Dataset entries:
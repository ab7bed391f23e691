use std::fmt;
use std::path::PathBuf;

use thiserror::Error;

use crate::floor::NodeId;

/// Convenient result alias for the floor navigation library.
pub type Result<T> = std::result::Result<T, Error>;

/// Which side of a route query referenced a missing node.
#[derive(Debug, Clone, Copy, PartialEq, Eq)]
pub enum Endpoint {
    Start,
    End,
}

impl fmt::Display for Endpoint {
    fn fmt(&self, f: &mut fmt::Formatter<'_>) -> fmt::Result {
        let value = match self {
            Endpoint::Start => "Starting",
            Endpoint::End => "Destination",
        };
        f.write_str(value)
    }
}

/// Top-level library error type.
#[derive(Debug, Error)]
pub enum Error {
    /// Raised when a node identifier is not part of the graph.
    #[error("{}", format_unknown_node(.id, .role))]
    UnknownNode { id: NodeId, role: Option<Endpoint> },

    /// Raised when adding a node whose identifier is already taken.
    #[error("node {id} already exists")]
    DuplicateNode { id: NodeId },

    /// Raised when an edge between the pair already exists and may not be replaced.
    #[error("edge between {a} and {b} already exists")]
    DuplicateEdge { a: NodeId, b: NodeId },

    /// Raised when both endpoints of an edge are the same node.
    #[error("refusing to connect {id} to itself")]
    SelfLoop { id: NodeId },

    /// Raised when Bellman-Ford keeps relaxing after |V| rounds.
    #[error("graph contains a negative-weight cycle")]
    NegativeCycle,

    /// Raised when the goal is unreachable from the start.
    #[error("No path found between {start} and {goal}")]
    NoPath { start: NodeId, goal: NodeId },

    /// Raised when an algorithm name does not resolve to a supported search.
    #[error("Unknown algorithm: {name}")]
    UnsupportedAlgorithm { name: String },

    /// Raised when asked to summarise a route with no steps.
    #[error("route contains no steps")]
    EmptyRoute,

    /// Raised when a floor description file cannot be read.
    #[error("failed to read floor plan from {path}")]
    FloorPlanRead {
        path: PathBuf,
        #[source]
        source: std::io::Error,
    },

    /// Wrapper for JSON decoding errors.
    #[error(transparent)]
    Json(#[from] serde_json::Error),
}

fn format_unknown_node(id: &str, role: &Option<Endpoint>) -> String {
    match role {
        Some(role) => format!("{role} room {id} not found"),
        None => format!("unknown node: {id}"),
    }
}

**Problem to work on**
Find the lines above that hold "type", then copy each of them.

**Result of this exercise**
pub type Result<T> = std::result::Result<T, Error>;
/// Top-level library error type.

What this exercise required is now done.